Students are well-supported holistically at Wilson High School. “As a teacher, I start by understanding where students want to be and where they want to go,” says Fernandez. “Students want to see things develop and transpire. They want to critique things and make it better. They want to see things now. So, I try to find out what they are passionate about. Students then self-select the resources they want to learn from the array of technology skills that Microsoft Imagine Academy has to offer.” With Microsoft curriculum online, students are free to generate their own ideas.
According to Fernandez, “we are able to do these things for our students because we have a principal and a district who supports us, who loves innovation and cultivating mastery, creativity and identity in students so that they can be well-prepared for college, career and life. We also have the support of our districts Career Technical Education program that provides academic, technical and soft skills to students so they can thoughtfully choose their pathway that leads to careers of their choice.” It also helps that Fernandez is a seasoned teacher in integrating Microsoft technologies in the classroom. She has led students from other LAUSD schools in earning their globally recognized certifications and she herself at one time helped earn the accolade of ‘most students certified’ in the district for her past work at RISE @ Augustus Hawkins High School in LAUSD where more than 120 students earned their certifications. And now at Wilson High School, Fernandez is just getting started by helping another group of motivated students achieve industry validation through certification.

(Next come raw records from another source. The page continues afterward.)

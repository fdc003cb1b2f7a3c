//! Sample-rate conversion between the synthesizer and the output device.
//!
//! Speech engines produce audio at a fixed rate (commonly 22 050 Hz) while
//! many output devices only accept 44 100 or 48 000 Hz.  [`resample`] bridges
//! the two with linear interpolation: fast and more than adequate for speech.

// ---------------------------------------------------------------------------
// resample
// ---------------------------------------------------------------------------

/// Resample mono `samples` from `source_rate` Hz to `target_rate` Hz using
/// linear interpolation.
///
/// * Equal rates return the input unchanged (no interpolation performed).
/// * Empty input, or a zero rate on either side, yields an empty vector.
///
/// The output length is `ceil(samples.len() * target_rate / source_rate)`.
///
/// # Example
///
/// ```rust
/// use voice_chat::audio::resample;
///
/// // 22.05 kHz → 44.1 kHz doubles the sample count
/// let speech = vec![0.25_f32; 220];
/// let out = resample(&speech, 22_050, 44_100);
/// assert_eq!(out.len(), 440);
/// ```
pub fn resample(samples: &[f32], source_rate: u32, target_rate: u32) -> Vec<f32> {
    if source_rate == target_rate {
        return samples.to_vec();
    }

    if samples.is_empty() || source_rate == 0 || target_rate == 0 {
        return Vec::new();
    }

    let ratio = target_rate as f64 / source_rate as f64;
    let output_len = (samples.len() as f64 * ratio).ceil() as usize;
    let mut output = Vec::with_capacity(output_len);

    for i in 0..output_len {
        let src_pos = i as f64 / ratio;
        let idx = src_pos as usize;
        let frac = (src_pos - idx as f64) as f32;

        let sample = match (samples.get(idx), samples.get(idx + 1)) {
            (Some(&a), Some(&b)) => a * (1.0 - frac) + b * frac,
            (Some(&a), None) => a,
            _ => 0.0,
        };

        output.push(sample);
    }

    output
}

// ---------------------------------------------------------------------------
// Tests
// ---------------------------------------------------------------------------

Life-ready and Career-ready
Building industry qualifications and readiness goes beyond certification acquisition at Wilson High School. According to Fernandez, it’s an essential life skill for students to connect their learning to workforce needs. “They are learning soft skills of communication, organization, along with technology mastery skills that are in the Microsoft platform that teach beyond what is on the screen. Understanding how to go from point 1 to project 6 our students need to have some kind of organization. They need to have some creativity and thought process. Microsoft is a platform, but it teaches you so much more—it’s life-building.”
And LAUSD students agree. For one recent LAUSD graduate Meybel Monge, the Microsoft Office skills she learned in high school have given her advantages for securing work opportunities. “As a high schooler, you don’t really quite know what you want to do and how to prepare for the job market,” says Monge. “Learning Microsoft Office not only gave me new skills and more insights on jobs I was qualified for, but with Microsoft certifications too, employers took notice.”
With earned certifications, many potential employers recognize the extra steps students took to get there. According to Monge, “being Microsoft Office certified has put me ahead of other applicants who were applying for the same job. Ultimately, I got the job.” Monge secured an entry-level position at LA Metro.
For LAUSD current students and alums like Monge, being Microsoft-certified opened workforce doors that they didn’t know were available.
“Don’t be afraid of change,” Fernandez encourages her students.
Fernandez further urges other Microsoft Imagine Academy program teachers in the district to take the risk, try something new for students and integrate the curriculum and resources into their classrooms. “If it doesn’t exist, lead the change. Bring that change into the classroom. Find out what your students are passionate about. The engagement and the outcome of what your students later accomplish in life is what matters.”
“One of the things I tell our students is that Microsoft is universal. I can probably go to any other country and pick one software (program) like Microsoft Word and be able to navigate the screen in another language. In many ways, Microsoft connects all of us together. That’s the beauty of it – we’re all connected in one way or another and it’s essential for the globally-minded students we are nurturing in our schools,” says Fernandez.